While an increasing number of European Countries have given full marriage equality to gay people, there’s no doubt that the change is coming slower in many of the nations where the Catholic Church still exerts a major influence (for example Italy still has no legal recognition of same sex couples at all).
Ireland has made massive steps forward in the last couple of decades (almost incredibly, homosexuality was only decriminalised there in 1993) and for the last couple of years it’s had civil partnerships (although these fall short of offering the same protections married couples gets). Marriage Equality is a very much as live issue in Ireland, and while polls suggest most of the population are in favour of the, the politicians are still nervous about enacting it so they’ve called a referendum on the issue for Spring 2015.

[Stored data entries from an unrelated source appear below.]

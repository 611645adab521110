//! Per-request access log.

use std::time::Instant;

use axum::{body::Body, http::Request};
use chrono::{DateTime, Utc};

use super::os_extractor::ClientOs;
use super::{BoxResponseFuture, Interceptor, Next};
use crate::observability::metrics;

/// One access log record.
#[derive(Debug, Clone)]
pub struct AccessLogEntry {
    pub timestamp: DateTime<Utc>,
    pub latency_ms: u128,
    pub path: String,
    pub os: String,
    pub method: String,
    pub status: u16,
}

impl AccessLogEntry {
    fn emit(&self) {
        tracing::info!(
            target: "todo_service::access",
            timestamp = %self.timestamp.to_rfc3339(),
            latency_ms = self.latency_ms as u64,
            path = %self.path,
            os = %self.os,
            method = %self.method,
            status = self.status,
            "request completed"
        );
    }
}

/// Times the inner chain and logs `{timestamp, latency, path, os}` once it returns.
///
/// Reads the OS label placed by `OsExtractor`, so it must sit inside it.
#[derive(Debug, Clone, Copy, Default)]
pub struct AccessLog;

impl Interceptor for AccessLog {
    fn name(&self) -> &'static str {
        "access_log"
    }

    fn intercept<'a>(&'a self, request: Request<Body>, next: Next<'a>) -> BoxResponseFuture<'a> {
        let timestamp = Utc::now();
        let start = Instant::now();
        let path = request.uri().path().to_string();
        let method = request.method().to_string();
        let os = request
            .extensions()
            .get::<ClientOs>()
            .cloned()
            .unwrap_or_else(ClientOs::unknown);

        Box::pin(async move {
            let response = next.run(request).await;

            let status = response.status().as_u16();
            metrics::record_request(&method, &path, status, start);
            AccessLogEntry {
                timestamp,
                latency_ms: start.elapsed().as_millis(),
                path,
                os: os.0,
                method,
                status,
            }
            .emit();

            response
        })
    }
}
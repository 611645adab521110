//! Configuration management subsystem.
//!
//! # Data Flow
//! ```text
//! config file (TOML, optional)
//!     → loader.rs (parse & deserialize)
//!     → environment overrides (PORT, DB_PATH, BASIC_AUTH_*)
//!     → validation.rs (semantic checks)
//!     → ServiceConfig (validated, immutable)
//! ```
//!
//! # Design Decisions
//! - Config is immutable once loaded
//! - All fields have defaults to allow minimal configs
//! - Validation separates syntactic (serde) from semantic checks

pub mod loader;
pub mod schema;
pub mod validation;

pub use loader::{load_config, ConfigError};
pub use schema::{
    AuthConfig, DatabaseConfig, ListenerConfig, LogFormat, ObservabilityConfig, SecurityConfig,
    ServiceConfig, ShutdownConfig, TimeoutConfig,
};
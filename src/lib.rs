//! TODO service library.
//!
//! CRUD over a single `todos` table, served through an ordered interceptor
//! pipeline with coordinated graceful shutdown.

pub mod config;
pub mod db;
pub mod http;
pub mod lifecycle;
pub mod model;
pub mod observability;
pub mod service;

pub use config::ServiceConfig;
pub use http::HttpServer;
pub use lifecycle::ShutdownCoordinator;
pub use service::TodoService;
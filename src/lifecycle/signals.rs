//! OS signal handling.
//!
//! # Responsibilities
//! - Listen for SIGINT (Ctrl+C) and SIGTERM
//! - First signal begins the drain, a second one forces shutdown

use crate::lifecycle::shutdown::ShutdownCoordinator;

/// Resolves on the next SIGINT or SIGTERM.
pub async fn termination() {
    let ctrl_c = async {
        if let Err(e) = tokio::signal::ctrl_c().await {
            tracing::error!(error = %e, "Failed to install Ctrl+C handler");
            std::future::pending::<()>().await;
        }
    };

    #[cfg(unix)]
    let terminate = async {
        match tokio::signal::unix::signal(tokio::signal::unix::SignalKind::terminate()) {
            Ok(mut signal) => {
                signal.recv().await;
            }
            Err(e) => {
                tracing::error!(error = %e, "Failed to install SIGTERM handler");
                std::future::pending::<()>().await;
            }
        }
    };

    #[cfg(not(unix))]
    let terminate = std::future::pending::<()>();

    tokio::select! {
        _ = ctrl_c => {},
        _ = terminate => {},
    }
}

/// Drive the coordinator from process signals until it is stopped.
pub async fn watch(coordinator: ShutdownCoordinator) {
    tokio::select! {
        _ = termination() => {}
        _ = coordinator.stopped() => return,
    }
    coordinator.begin_drain();

    tokio::select! {
        _ = termination() => {
            tracing::warn!("Second shutdown signal received, forcing exit");
            coordinator.stop();
        }
        _ = coordinator.stopped() => {}
    }
}
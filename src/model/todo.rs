//! TODO entity and its request/response payloads.

use chrono::{DateTime, Utc};
use serde::{Deserialize, Serialize};

/// A single TODO row.
#[derive(Debug, Clone, PartialEq, Eq, Serialize, Deserialize, sqlx::FromRow)]
pub struct Todo {
    pub id: i64,
    pub subject: String,
    pub description: String,
    pub created_at: DateTime<Utc>,
    pub updated_at: DateTime<Utc>,
}

/// Body of `POST /todos`.
#[derive(Debug, Clone, Deserialize)]
#[serde(deny_unknown_fields)]
pub struct CreateTodoRequest {
    pub subject: String,
    #[serde(default)]
    pub description: String,
}

#[derive(Debug, Clone, Serialize, Deserialize)]
pub struct CreateTodoResponse {
    pub todo: Todo,
}

/// Body of `PUT /todos`.
#[derive(Debug, Clone, Deserialize)]
pub struct UpdateTodoRequest {
    pub id: i64,
    pub subject: String,
    #[serde(default)]
    pub description: String,
}

#[derive(Debug, Clone, Serialize, Deserialize)]
pub struct UpdateTodoResponse {
    pub todo: Todo,
}

#[derive(Debug, Clone, Serialize, Deserialize)]
pub struct ReadTodosResponse {
    pub todos: Vec<Todo>,
}

/// Body of `DELETE /todos`.
#[derive(Debug, Clone, Deserialize)]
pub struct DeleteTodosRequest {
    pub ids: Vec<i64>,
}

/// Empty `{}` confirmation for deletes.
#[derive(Debug, Clone, Default, Serialize, Deserialize)]
pub struct DeleteTodosResponse {}

#[derive(Debug, Clone, Serialize, Deserialize)]
pub struct HealthzResponse {
    pub message: String,
}
//! Error-to-response mapping.
//!
//! # Responsibilities
//! - Map validation and persistence errors to HTTP status codes
//! - Keep infrastructure detail in the server log, not in the response
//!
//! # Design Decisions
//! - Persistence errors are classified once, in `From<TodoError>`
//! - Error bodies are `{"error": "<message>"}`

use axum::{
    http::StatusCode,
    response::{IntoResponse, Response},
    Json,
};
use serde::Serialize;
use thiserror::Error;

use crate::model::TodoError;

/// Errors surfaced by request handlers.
#[derive(Debug, Error)]
pub enum ApiError {
    /// Malformed or missing request data.
    #[error("Bad Request: {0}")]
    BadRequest(String),

    #[error("Not Found")]
    NotFound,

    /// Detail has already been logged.
    #[error("Internal Server Error")]
    Internal,
}

impl ApiError {
    pub fn bad_request(message: impl Into<String>) -> Self {
        ApiError::BadRequest(message.into())
    }

    pub fn status(&self) -> StatusCode {
        match self {
            ApiError::BadRequest(_) => StatusCode::BAD_REQUEST,
            ApiError::NotFound => StatusCode::NOT_FOUND,
            ApiError::Internal => StatusCode::INTERNAL_SERVER_ERROR,
        }
    }
}

impl From<TodoError> for ApiError {
    fn from(err: TodoError) -> Self {
        match err {
            TodoError::NotFound => ApiError::NotFound,
            TodoError::Database(e) => {
                tracing::error!(error = %e, "Persistence failure");
                ApiError::Internal
            }
        }
    }
}

#[derive(Debug, Serialize)]
struct ErrorBody {
    error: String,
}

impl IntoResponse for ApiError {
    fn into_response(self) -> Response {
        let body = ErrorBody {
            error: self.to_string(),
        };
        (self.status(), Json(body)).into_response()
    }
}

Colin Farrell has stepped up to show his support both for gay marriage and for his brother Eamon in an open letter he wrote for the Sunday World newspaper. Here’s what he had to say:
‘I think I found out my brother wasn’t grovelling in heterosexual mud like most boys our age when I was around 12. I remember feeling surprised. Intrigued. Curious. Not bi-curious before you start getting ideas.
‘I was curious because it was different from anything I’d known or heard of and yet it didn’t seem unnatural to me. I had no reference for the existence of homosexuality. I had seen, by that age, no gay couples together. I just knew my brother liked men and, I repeat, it didn’t seem unnatural to me. My brother Eamon didn’t choose to be gay. Yes, he chose to wear eyeliner to school and that probably wasn’t the most pragmatic response to the daily torture he experienced at the hands of school bullies.

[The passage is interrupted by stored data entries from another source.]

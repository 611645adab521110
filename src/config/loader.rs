//! Configuration loading from disk and the environment.

use std::fs;
use std::path::{Path, PathBuf};

use thiserror::Error;

use crate::config::schema::ServiceConfig;
use crate::config::validation::{validate_config, ValidationError};

/// Error type for configuration loading.
#[derive(Debug, Error)]
pub enum ConfigError {
    #[error("IO error: {0}")]
    Io(#[from] std::io::Error),

    #[error("Parse error: {0}")]
    Parse(#[from] toml::de::Error),

    #[error("Invalid value for {name}: '{value}'")]
    InvalidEnv { name: &'static str, value: String },

    #[error("Validation failed: {}", join_errors(.0))]
    Validation(Vec<ValidationError>),
}

fn join_errors(errors: &[ValidationError]) -> String {
    errors
        .iter()
        .map(ToString::to_string)
        .collect::<Vec<_>>()
        .join(", ")
}

/// Load configuration: TOML file (if given), then environment overrides, then validation.
pub fn load_config(path: Option<&Path>) -> Result<ServiceConfig, ConfigError> {
    let mut config = match path {
        Some(path) => {
            let content = fs::read_to_string(path)?;
            toml::from_str(&content)?
        }
        None => ServiceConfig::default(),
    };

    apply_env_overrides(&mut config, |name| std::env::var(name).ok())?;
    validate_config(&config).map_err(ConfigError::Validation)?;

    Ok(config)
}

/// Apply `PORT`, `DB_PATH`, `BASIC_AUTH_USER_ID`, `BASIC_AUTH_PASSWORD` and
/// `DRAIN_TIMEOUT_SECS`. Empty values are treated as unset.
pub fn apply_env_overrides<F>(config: &mut ServiceConfig, lookup: F) -> Result<(), ConfigError>
where
    F: Fn(&str) -> Option<String>,
{
    let get = |name: &str| lookup(name).filter(|v| !v.is_empty());

    if let Some(port) = get("PORT") {
        config.listener.bind_address = normalize_bind_address(&port);
    }
    if let Some(path) = get("DB_PATH") {
        config.database.path = PathBuf::from(path);
    }
    if let Some(user_id) = get("BASIC_AUTH_USER_ID") {
        config.auth.user_id = Some(user_id);
    }
    if let Some(password) = get("BASIC_AUTH_PASSWORD") {
        config.auth.password = Some(password);
    }
    if let Some(secs) = get("DRAIN_TIMEOUT_SECS") {
        config.shutdown.drain_timeout_secs = secs.parse().map_err(|_| ConfigError::InvalidEnv {
            name: "DRAIN_TIMEOUT_SECS",
            value: secs.clone(),
        })?;
    }

    Ok(())
}

/// Accepts `:8080`, `8080` or a full `host:port`.
pub fn normalize_bind_address(port: &str) -> String {
    if let Some(rest) = port.strip_prefix(':') {
        format!("0.0.0.0:{rest}")
    } else if port.chars().all(|c| c.is_ascii_digit()) {
        format!("0.0.0.0:{port}")
    } else {
        port.to_string()
    }
}
//! Observability subsystem.
//!
//! # Data Flow
//! ```text
//! Request pipeline and lifecycle produce:
//!     → logging.rs (structured log events, access log)
//!     → metrics.rs (counters, gauges, histograms)
//!
//! Consumers:
//!     → stdout (pretty or JSON)
//!     → Metrics endpoint (Prometheus scrape, optional)
//! ```

pub mod logging;
pub mod metrics;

‘But he was always proud of who he was. Proud and defiant and, of course, provocative. Even when others were casting him out with fists and ridicule and the laughter of pure loathsome derision, he maintained an integrity and dignity that flew in the face of the cruelty that befell him.
‘I don’t know where those bullies are now, the ones who beat him regularly. Maybe some of them have found peace and would rather forget their own part of a painful past. Maybe they’re sitting on bar stools and talking about “birds and faggots” and why one’s the cure and the other the disease.
‘But I do know where my brother is. He’s at home in Dublin living in peace and love with his husband of some years, Steven. They are about the healthiest and happiest couple I know. They had to travel a little farther than down the aisle to make their vows, though, to Canada, where their marriage was celebrated.
‘That’s why this is personal to me. The fact that my brother had to leave Ireland to have his dream of being married become real is insane. INSANE.
‘It’s time to right the scales of justice here. To sign up and register to vote next year so that each individual’s voice can be heard
‘How often do we get to make history in our lives? Not just personal history. Familial. Social. Communal. Global. The world will be watching. We will lead by example. Let’s lead toward light.’